▶ _YOUR INSTRUCTIONS_
Would you please copy each line below that includes the string "CallSource"?

#####

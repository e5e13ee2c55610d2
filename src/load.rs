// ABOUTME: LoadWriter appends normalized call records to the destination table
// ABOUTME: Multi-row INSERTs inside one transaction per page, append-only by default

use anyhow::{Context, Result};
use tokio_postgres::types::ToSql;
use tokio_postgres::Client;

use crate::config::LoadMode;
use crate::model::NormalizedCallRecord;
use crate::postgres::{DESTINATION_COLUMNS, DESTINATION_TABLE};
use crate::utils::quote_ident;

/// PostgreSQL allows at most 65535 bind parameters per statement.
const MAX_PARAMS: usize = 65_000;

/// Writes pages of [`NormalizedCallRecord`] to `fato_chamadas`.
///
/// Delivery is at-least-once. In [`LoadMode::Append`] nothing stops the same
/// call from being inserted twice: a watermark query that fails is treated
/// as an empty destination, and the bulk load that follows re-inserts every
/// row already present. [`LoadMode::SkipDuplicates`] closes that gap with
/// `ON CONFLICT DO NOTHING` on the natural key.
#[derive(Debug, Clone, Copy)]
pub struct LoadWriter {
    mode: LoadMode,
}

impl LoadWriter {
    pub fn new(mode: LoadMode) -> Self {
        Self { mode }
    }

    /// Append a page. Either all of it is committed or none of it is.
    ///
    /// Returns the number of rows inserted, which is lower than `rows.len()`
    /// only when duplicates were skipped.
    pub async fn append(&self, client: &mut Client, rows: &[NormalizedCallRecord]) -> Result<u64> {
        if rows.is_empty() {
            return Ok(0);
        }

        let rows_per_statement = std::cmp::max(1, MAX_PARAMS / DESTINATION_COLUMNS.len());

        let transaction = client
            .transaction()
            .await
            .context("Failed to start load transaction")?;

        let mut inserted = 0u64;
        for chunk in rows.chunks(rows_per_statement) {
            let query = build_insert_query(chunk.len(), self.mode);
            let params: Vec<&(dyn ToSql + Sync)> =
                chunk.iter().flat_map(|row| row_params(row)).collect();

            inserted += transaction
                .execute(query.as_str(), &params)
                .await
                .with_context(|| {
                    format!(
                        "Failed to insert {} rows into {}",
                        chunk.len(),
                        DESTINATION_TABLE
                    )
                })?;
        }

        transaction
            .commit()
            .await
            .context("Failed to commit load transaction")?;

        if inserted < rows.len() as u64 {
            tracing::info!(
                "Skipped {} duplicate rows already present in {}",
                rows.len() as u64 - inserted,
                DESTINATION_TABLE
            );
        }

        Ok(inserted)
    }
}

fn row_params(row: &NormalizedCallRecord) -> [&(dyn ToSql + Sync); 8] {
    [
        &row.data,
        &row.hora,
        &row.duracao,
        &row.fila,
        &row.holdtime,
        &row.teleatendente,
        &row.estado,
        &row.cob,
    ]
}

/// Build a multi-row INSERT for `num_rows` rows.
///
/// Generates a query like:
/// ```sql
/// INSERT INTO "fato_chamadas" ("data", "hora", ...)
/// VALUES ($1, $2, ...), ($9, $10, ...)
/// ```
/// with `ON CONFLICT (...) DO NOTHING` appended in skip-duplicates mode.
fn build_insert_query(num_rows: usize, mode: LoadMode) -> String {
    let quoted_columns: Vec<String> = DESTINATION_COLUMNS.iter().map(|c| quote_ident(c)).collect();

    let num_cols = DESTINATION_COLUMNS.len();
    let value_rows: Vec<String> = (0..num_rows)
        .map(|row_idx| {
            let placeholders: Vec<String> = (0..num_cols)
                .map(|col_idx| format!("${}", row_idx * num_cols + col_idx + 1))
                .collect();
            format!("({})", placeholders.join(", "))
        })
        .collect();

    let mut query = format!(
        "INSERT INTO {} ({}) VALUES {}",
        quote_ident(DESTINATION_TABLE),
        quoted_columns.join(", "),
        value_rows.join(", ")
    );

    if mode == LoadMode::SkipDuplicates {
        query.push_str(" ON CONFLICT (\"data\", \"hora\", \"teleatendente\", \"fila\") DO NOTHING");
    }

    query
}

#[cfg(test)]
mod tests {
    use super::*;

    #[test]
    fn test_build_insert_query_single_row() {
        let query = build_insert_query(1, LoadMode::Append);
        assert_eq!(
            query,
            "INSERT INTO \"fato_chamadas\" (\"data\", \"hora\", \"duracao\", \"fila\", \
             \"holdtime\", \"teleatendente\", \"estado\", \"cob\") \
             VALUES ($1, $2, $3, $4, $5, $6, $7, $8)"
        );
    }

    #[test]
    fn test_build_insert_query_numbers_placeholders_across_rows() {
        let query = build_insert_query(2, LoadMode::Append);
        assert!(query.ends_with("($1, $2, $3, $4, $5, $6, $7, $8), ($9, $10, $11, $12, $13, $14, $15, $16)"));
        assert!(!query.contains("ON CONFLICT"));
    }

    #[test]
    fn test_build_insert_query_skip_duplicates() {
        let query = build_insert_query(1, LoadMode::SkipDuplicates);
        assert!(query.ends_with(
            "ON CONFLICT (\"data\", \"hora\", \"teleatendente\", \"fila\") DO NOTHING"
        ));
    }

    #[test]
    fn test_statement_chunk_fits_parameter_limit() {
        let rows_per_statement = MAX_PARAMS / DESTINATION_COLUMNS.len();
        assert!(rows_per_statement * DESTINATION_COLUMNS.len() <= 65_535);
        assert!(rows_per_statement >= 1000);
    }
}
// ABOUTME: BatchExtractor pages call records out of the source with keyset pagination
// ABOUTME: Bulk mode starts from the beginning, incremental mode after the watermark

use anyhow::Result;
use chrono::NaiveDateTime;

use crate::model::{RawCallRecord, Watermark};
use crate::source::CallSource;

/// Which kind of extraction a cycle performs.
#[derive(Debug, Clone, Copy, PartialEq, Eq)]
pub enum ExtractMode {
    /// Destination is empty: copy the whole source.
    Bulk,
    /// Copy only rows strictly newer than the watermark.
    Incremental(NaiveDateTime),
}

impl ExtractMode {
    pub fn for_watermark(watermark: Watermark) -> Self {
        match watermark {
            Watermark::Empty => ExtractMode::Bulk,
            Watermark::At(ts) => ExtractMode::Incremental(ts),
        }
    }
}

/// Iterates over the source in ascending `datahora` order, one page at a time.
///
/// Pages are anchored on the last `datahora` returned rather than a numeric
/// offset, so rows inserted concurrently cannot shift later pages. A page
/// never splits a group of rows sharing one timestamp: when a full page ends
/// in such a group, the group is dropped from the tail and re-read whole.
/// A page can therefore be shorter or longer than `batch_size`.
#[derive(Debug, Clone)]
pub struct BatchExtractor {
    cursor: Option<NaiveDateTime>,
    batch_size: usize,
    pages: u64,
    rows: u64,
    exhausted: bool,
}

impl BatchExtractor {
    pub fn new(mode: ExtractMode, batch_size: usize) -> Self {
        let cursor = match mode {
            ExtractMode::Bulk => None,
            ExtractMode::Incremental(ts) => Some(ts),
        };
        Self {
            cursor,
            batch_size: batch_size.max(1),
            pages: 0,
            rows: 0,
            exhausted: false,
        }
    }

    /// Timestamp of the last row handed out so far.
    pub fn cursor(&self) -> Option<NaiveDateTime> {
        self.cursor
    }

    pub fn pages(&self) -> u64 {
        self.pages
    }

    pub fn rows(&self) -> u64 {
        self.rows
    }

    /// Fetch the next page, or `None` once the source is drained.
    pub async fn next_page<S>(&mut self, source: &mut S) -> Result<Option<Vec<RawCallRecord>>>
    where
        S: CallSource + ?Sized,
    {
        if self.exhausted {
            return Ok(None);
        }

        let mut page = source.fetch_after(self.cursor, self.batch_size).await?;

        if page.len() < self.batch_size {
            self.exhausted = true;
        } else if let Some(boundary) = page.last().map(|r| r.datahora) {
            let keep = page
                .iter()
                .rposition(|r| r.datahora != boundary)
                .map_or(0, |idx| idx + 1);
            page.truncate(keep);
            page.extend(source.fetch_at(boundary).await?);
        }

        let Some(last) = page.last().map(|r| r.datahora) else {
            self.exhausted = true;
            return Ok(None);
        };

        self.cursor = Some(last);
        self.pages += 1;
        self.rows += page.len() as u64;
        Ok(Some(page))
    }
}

#####

▶ _ANSWER AREA_
use crate::source::CallSource;
        S: CallSource + ?Sized,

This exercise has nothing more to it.